Requirement ▸
All lines containing the string "each" must be copied from the entries.

Listed entries ▸
Content starts
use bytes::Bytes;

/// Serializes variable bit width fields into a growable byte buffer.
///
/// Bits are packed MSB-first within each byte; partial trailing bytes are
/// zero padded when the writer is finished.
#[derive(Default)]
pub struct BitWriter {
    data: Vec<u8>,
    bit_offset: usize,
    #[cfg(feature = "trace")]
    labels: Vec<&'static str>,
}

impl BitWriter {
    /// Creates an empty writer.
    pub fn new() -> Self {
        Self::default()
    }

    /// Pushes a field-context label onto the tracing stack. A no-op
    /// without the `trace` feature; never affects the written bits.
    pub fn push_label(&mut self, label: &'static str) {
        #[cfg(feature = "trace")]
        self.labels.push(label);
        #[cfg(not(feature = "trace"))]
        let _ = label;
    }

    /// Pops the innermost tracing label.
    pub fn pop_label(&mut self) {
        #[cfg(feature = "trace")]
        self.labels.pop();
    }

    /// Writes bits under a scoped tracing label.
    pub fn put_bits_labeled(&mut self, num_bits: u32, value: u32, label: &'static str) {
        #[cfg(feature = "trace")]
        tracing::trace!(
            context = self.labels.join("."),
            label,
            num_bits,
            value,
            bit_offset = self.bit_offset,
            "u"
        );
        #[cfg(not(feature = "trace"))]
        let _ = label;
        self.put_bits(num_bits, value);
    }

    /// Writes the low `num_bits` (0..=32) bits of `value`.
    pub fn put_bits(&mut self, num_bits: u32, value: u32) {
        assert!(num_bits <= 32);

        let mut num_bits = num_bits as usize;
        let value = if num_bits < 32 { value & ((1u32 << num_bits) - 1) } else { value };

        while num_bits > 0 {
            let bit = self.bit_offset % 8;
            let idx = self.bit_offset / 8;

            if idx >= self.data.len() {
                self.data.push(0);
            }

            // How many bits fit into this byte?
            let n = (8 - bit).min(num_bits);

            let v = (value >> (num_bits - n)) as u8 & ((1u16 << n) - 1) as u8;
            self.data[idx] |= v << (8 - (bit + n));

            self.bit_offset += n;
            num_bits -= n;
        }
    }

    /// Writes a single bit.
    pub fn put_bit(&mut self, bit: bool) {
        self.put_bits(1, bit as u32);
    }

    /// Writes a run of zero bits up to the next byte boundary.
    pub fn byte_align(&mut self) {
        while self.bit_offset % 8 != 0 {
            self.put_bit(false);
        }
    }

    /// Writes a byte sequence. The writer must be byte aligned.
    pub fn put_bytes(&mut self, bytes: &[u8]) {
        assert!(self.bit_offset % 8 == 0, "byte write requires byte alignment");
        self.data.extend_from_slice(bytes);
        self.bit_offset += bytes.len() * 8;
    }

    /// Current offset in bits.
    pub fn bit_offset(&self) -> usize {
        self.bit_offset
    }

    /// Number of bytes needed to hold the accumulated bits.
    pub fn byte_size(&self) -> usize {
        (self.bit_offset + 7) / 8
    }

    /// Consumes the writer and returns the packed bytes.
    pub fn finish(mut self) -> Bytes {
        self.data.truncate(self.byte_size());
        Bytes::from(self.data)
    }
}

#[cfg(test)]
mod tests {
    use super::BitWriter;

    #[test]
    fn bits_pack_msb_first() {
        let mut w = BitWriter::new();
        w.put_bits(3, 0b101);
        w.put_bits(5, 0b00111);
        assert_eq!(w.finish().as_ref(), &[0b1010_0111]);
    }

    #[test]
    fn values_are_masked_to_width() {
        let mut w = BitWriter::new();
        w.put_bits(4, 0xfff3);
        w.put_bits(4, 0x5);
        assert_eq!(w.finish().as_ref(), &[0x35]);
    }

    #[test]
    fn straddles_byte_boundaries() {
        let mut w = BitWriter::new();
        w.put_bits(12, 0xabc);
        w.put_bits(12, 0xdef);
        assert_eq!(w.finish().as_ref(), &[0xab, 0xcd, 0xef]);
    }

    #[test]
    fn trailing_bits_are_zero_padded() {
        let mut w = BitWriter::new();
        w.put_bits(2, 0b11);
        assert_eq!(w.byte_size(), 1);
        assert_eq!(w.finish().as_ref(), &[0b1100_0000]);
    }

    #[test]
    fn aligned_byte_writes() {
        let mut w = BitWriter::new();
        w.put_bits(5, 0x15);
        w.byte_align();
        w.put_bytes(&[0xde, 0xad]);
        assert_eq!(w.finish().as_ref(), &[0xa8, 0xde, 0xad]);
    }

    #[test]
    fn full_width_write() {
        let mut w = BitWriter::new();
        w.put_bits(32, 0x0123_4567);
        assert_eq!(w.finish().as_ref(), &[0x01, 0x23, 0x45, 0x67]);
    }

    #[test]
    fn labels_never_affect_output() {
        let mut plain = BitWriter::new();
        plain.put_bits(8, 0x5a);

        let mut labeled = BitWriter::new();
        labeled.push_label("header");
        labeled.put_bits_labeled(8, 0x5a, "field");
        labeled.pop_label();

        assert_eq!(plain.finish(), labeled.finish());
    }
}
Content ends
Content starts
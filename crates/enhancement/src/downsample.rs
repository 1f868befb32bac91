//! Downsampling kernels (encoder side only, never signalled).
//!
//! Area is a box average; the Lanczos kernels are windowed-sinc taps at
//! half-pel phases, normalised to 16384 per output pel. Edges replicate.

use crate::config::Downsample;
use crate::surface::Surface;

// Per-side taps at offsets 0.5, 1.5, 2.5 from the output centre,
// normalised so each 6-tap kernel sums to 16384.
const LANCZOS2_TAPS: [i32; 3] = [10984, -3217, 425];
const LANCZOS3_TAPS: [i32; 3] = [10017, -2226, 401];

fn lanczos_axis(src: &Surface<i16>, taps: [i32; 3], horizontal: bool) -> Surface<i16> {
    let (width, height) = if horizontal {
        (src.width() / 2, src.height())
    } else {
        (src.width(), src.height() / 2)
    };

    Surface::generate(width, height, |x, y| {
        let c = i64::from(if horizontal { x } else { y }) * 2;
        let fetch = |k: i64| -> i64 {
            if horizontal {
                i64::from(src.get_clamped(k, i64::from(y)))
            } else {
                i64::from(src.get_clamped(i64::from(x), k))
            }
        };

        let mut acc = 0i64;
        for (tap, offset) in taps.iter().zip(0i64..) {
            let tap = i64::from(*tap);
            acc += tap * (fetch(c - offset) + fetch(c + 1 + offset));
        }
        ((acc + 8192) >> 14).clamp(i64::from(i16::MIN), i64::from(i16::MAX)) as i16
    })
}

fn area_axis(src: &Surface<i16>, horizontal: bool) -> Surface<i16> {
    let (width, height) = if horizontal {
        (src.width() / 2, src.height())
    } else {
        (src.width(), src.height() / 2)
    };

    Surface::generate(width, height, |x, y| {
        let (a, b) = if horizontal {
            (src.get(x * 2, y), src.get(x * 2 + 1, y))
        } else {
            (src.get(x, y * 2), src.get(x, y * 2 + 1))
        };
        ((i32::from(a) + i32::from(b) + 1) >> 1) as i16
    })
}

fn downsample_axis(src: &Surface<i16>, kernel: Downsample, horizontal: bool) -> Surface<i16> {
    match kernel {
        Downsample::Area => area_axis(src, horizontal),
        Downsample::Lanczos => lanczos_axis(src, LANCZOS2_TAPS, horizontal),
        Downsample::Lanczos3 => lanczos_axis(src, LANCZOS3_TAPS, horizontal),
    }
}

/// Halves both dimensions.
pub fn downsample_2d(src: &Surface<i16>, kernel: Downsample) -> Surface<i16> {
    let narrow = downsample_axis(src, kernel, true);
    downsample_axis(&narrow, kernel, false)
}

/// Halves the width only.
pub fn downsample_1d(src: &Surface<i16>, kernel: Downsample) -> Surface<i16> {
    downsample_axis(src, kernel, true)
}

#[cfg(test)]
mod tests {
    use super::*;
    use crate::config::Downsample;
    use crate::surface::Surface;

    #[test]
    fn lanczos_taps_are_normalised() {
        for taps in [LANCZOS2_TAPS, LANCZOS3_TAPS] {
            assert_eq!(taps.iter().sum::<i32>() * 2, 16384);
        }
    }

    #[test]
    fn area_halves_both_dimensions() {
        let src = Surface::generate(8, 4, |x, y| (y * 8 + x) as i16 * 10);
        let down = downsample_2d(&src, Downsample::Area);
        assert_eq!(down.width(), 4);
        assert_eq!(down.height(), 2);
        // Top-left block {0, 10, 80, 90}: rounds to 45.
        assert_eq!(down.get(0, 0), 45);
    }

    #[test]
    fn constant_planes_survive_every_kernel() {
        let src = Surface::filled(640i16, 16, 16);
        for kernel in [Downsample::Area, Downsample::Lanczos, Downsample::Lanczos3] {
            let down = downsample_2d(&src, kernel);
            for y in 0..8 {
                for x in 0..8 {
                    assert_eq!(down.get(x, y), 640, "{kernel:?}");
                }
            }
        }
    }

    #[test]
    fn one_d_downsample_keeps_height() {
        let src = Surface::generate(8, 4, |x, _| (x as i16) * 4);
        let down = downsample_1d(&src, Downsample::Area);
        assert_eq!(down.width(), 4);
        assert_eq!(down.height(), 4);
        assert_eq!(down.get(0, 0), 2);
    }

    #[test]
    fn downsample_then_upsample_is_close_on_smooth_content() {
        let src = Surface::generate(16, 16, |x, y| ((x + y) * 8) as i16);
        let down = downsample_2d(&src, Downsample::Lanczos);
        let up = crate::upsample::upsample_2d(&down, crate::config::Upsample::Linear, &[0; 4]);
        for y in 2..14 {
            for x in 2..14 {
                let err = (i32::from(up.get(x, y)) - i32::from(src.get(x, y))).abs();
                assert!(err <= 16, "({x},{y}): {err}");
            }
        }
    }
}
Content ends
Written solution ▸
/// Bits are packed MSB-first within each byte; partial trailing bytes are
// normalised so each 6-tap kernel sums to 16384.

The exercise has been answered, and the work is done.